Scuderia Cameron Glickenhaus LLC (/ˈɡlɪkənhaʊs/ GLICK-ən-hows; commonly known as Glickenhaus, sometimes abbreviated as SCG) is an American luxury automotive manufacturer based in Sleepy Hollow, New York, United States. Founded in 2004 by American film producer and entrepreneur James Glickenhaus, the company is dedicated to developing and manufacturing high-performance sports cars and race cars.

The company's name is a combination of the surnames of James Glickenhaus and his wife, Meg Cameron.

== History ==
American film producer and entrepreneur James Glickenhaus founded Scuderia Cameron Glickenhaus in 2004. The goal was to develop low-volume, high-performance racing cars for the Nürburgring 24 Hours races.
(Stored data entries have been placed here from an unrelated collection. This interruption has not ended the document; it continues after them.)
//! The differential execution engine.
//!
//! This crate turns fuzzer bytes into batches of typed operations, dispatches
//! every batch entry to a cryptographic backend, and compares what comes
//! back. Two backends disagreeing about the same operation is the bug class
//! this whole system exists to find, and it is treated accordingly: the
//! process prints a canonical assertion line and aborts so the fuzzer
//! harness registers a crash.
//!
//! # Pipeline
//!
//! ```text
//! bytes ─► Datasource ─► {op, module}* ─► Executor::run
//!                                           │
//!                        ┌──────────────────┤
//!                        ▼                  ▼
//!                 guard (Dispatch)    module method
//!                        │                  │
//!                        ▼                  ▼
//!                  corpus pools  ◄─  postprocess
//!                                           │
//!                                           ▼
//!                                      comparator
//! ```
//!
//! # Fallibility Discipline
//!
//! This crate denies `unwrap`, `expect`, and indexing in non-test code to
//! ensure all error paths are handled explicitly. A backend declining an
//! operation is not an error; it is `None` and drops out of comparison.
#![cfg_attr(not(test), deny(clippy::unwrap_used))]
#![cfg_attr(not(test), deny(clippy::expect_used))]
#![cfg_attr(not(test), deny(clippy::indexing_slicing))]

pub mod config;
pub mod dispatch;
pub mod engine;
pub mod fault;
pub mod module;
pub mod options;
pub mod pool;
pub mod prng;
pub mod probe;

pub use dispatch::Dispatch;
pub use engine::Executor;
pub use module::{Module, ModuleRegistry};
pub use options::Options;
In 2005, James Glickenhaus, who was approached by Pininfarina asking to see if he was interested in producing a one-off car, commissioned a sports car design inspired by the Ferrari P series for US$4 million. He had purchased the last available Ferrari Enzo and sent both it and Glickenhaus' personal Ferrari P4 to Pininfarina for development upon receipt of the car. The car was revealed to the public in 2006 at the Pebble Beach Concours d'Elegance as the Ferrari P4/5 by Pininfarina. Years later, James Glickenhaus announced his intentions to take the P4/5 racing at the Nürburgring 24 Hours, and in 2011, the P4/5 Competizione was revealed as a Glickenhaus-badged sports car, utilizing the chassis and engine from the Ferrari 430 Scuderia chassis and was built to GT2 specification.
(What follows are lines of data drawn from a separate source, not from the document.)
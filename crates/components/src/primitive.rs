//! Byte strings, decimal bignums, and nondeterminism modifiers.

use alloc::{string::String, vec::Vec};
use core::fmt;

use datasource::{Datasource, OutOfData};

// ─────────────────────────────────────────────────────────────────────────────
// Buffer
// ─────────────────────────────────────────────────────────────────────────────

/// An owned byte string decoded from the input stream.
#[derive(Clone, Debug, Default, PartialEq, Eq, Hash)]
pub struct Buffer(Vec<u8>);

impl Buffer {
  /// Wrap an owned byte vector.
  #[inline]
  #[must_use]
  pub const fn new(bytes: Vec<u8>) -> Self {
    Self(bytes)
  }

  /// Decode a length-prefixed byte string from the stream.
  #[inline]
  pub fn read(ds: &mut Datasource<'_>) -> Result<Self, OutOfData> {
    Ok(Self(ds.get_data(0)?))
  }

  /// The raw bytes.
  #[inline]
  #[must_use]
  pub fn as_slice(&self) -> &[u8] {
    &self.0
  }

  /// Length in bytes.
  #[inline]
  #[must_use]
  pub fn len(&self) -> usize {
    self.0.len()
  }

  /// Whether the buffer is empty.
  #[inline]
  #[must_use]
  pub fn is_empty(&self) -> bool {
    self.0.is_empty()
  }

  /// Lowercase hex rendering, used for pool keys and diagnostics.
  #[must_use]
  pub fn to_hex(&self) -> String {
    let mut out = String::with_capacity(self.0.len() * 2);
    for b in &self.0 {
      // Writing into a String cannot fail.
      let _ = fmt::Write::write_fmt(&mut out, format_args!("{b:02x}"));
    }
    out
  }
}

impl From<&[u8]> for Buffer {
  #[inline]
  fn from(bytes: &[u8]) -> Self {
    Self(bytes.to_vec())
  }
}

impl From<Vec<u8>> for Buffer {
  #[inline]
  fn from(bytes: Vec<u8>) -> Self {
    Self(bytes)
  }
}

impl fmt::Display for Buffer {
  fn fmt(&self, f: &mut fmt::Formatter<'_>) -> fmt::Result {
    write!(f, "{{{} bytes}} {}", self.len(), self.to_hex())
  }
}

// ─────────────────────────────────────────────────────────────────────────────
// Bignum
// ─────────────────────────────────────────────────────────────────────────────

/// An arbitrary-precision integer carried as its ASCII-decimal string.
///
/// The engine never computes with bignums; backends do. The engine only
/// sizes them (guards), normalizes them (pool keys), and compares them.
#[derive(Clone, Debug, Default, PartialEq, Eq, Hash)]
pub struct Bignum(String);

impl Bignum {
  /// Wrap a decimal string. Non-digit characters are the caller's problem;
  /// [`Bignum::read`] never produces them.
  #[inline]
  #[must_use]
  pub const fn new(s: String) -> Self {
    Self(s)
  }

  /// Decode a bignum from the stream, keeping only ASCII decimal digits.
  pub fn read(ds: &mut Datasource<'_>) -> Result<Self, OutOfData> {
    let raw = ds.get_data(0)?;
    let digits: String = raw.into_iter().filter(u8::is_ascii_digit).map(char::from).collect();
    Ok(Self(digits))
  }

  /// The raw decimal string as decoded, leading zeros included.
  #[inline]
  #[must_use]
  pub fn as_str(&self) -> &str {
    &self.0
  }

  /// Length of the raw decimal string. Guards cap on this, not on the
  /// trimmed form.
  #[inline]
  #[must_use]
  pub fn len(&self) -> usize {
    self.0.len()
  }

  /// Whether the raw string is empty.
  #[inline]
  #[must_use]
  pub fn is_empty(&self) -> bool {
    self.0.is_empty()
  }

  /// Canonical form: leading zeros stripped, empty and all-zero both
  /// normalize to `"0"`. Pool keys and result comparisons use this.
  #[must_use]
  pub fn to_trimmed_string(&self) -> String {
    let trimmed = self.0.trim_start_matches('0');
    if trimmed.is_empty() {
      String::from("0")
    } else {
      String::from(trimmed)
    }
  }
}

impl From<&str> for Bignum {
  #[inline]
  fn from(s: &str) -> Self {
    Self(String::from(s))
  }
}

impl fmt::Display for Bignum {
  fn fmt(&self, f: &mut fmt::Formatter<'_>) -> fmt::Result {
    f.write_str(&self.to_trimmed_string())
  }
}

// ─────────────────────────────────────────────────────────────────────────────
// Modifier
// ─────────────────────────────────────────────────────────────────────────────

/// Opaque byte string seeding backend-internal nondeterministic choices
/// (nonce derivation and the like). Backends interpret it; the engine only
/// perturbs it to keep adjacent identical dispatches apart.
#[derive(Clone, Debug, Default, PartialEq, Eq, Hash)]
pub struct Modifier(Vec<u8>);

impl Modifier {
  /// Wrap modifier bytes.
  #[inline]
  #[must_use]
  pub const fn new(bytes: Vec<u8>) -> Self {
    Self(bytes)
  }

  /// The empty modifier.
  #[inline]
  #[must_use]
  pub const fn empty() -> Self {
    Self(Vec::new())
  }

  /// The raw bytes.
  #[inline]
  #[must_use]
  pub fn as_slice(&self) -> &[u8] {
    &self.0
  }

  /// Whether the modifier is empty.
  #[inline]
  #[must_use]
  pub fn is_empty(&self) -> bool {
    self.0.is_empty()
  }

  /// Make this modifier differ from its previous value: an empty modifier
  /// becomes 512 bytes of `0x01`; otherwise every byte is incremented with
  /// wrap-around.
  pub fn perturb(&mut self) {
    if self.0.is_empty() {
      self.0 = alloc::vec![1u8; 512];
    } else {
      for b in &mut self.0 {
        *b = b.wrapping_add(1);
      }
    }
  }
}

// ─────────────────────────────────────────────────────────────────────────────
// SymmetricCipher
// ─────────────────────────────────────────────────────────────────────────────

/// Cipher selector plus its key material, shared by MAC and cipher ops.
#[derive(Clone, Debug, PartialEq, Eq)]
pub struct SymmetricCipher {
  pub iv: Buffer,
  pub key: Buffer,
  pub cipher_type: crate::ids::CipherKind,
}

impl SymmetricCipher {
  /// Decode `iv`, `key`, and the cipher ID from the stream.
  pub fn read(ds: &mut Datasource<'_>) -> Result<Self, OutOfData> {
    Ok(Self {
      iv: Buffer::read(ds)?,
      key: Buffer::read(ds)?,
      cipher_type: crate::ids::CipherKind::from_id(ds.get_u64()?),
    })
  }
}

impl fmt::Display for SymmetricCipher {
  fn fmt(&self, f: &mut fmt::Formatter<'_>) -> fmt::Result {
    writeln!(f, "cipher: {}", self.cipher_type)?;
    writeln!(f, "key: {}", self.key)?;
    write!(f, "iv: {}", self.iv)
  }
}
The P4/5 would serve as inspiration for Glickenhaus' sports cars moving forward. The company's first proprietary sports car built from the ground up would be presented in 2015 as the Scuderia Cameron Glickenhaus SCG 003. Its initial specification was originally presented in September 2012, with pre-production prototypes undergoing testing until December 2014. For the production of both vehicles, Italian design studio and car manufacturer Manifattura Automobili Torino lent its production lines in Turin. In 2017, a plan to launch the production of another sports car called the Scuderia Cameron Glickenhaus SCG 004 was presented, which finally went into production in 2020. At the end of 2020, Glickenhaus presented the Scuderia Cameron Glickenhaus SCG Boot, a high-performance off-road car modeled after Steve McQueen's 1967 Baja Boot.

Glickenhaus entered the Le Mans Hypercar category in 2021 with the Scuderia Cameron Glickenhaus SCG 007 LMH. It would be the first American sports car to enter the class, and at the 2022 24 Hours of Le Mans, it would become the first American sports car to score an overall podium at Le Mans in 53 years since the 1969 24 Hours of Le Mans.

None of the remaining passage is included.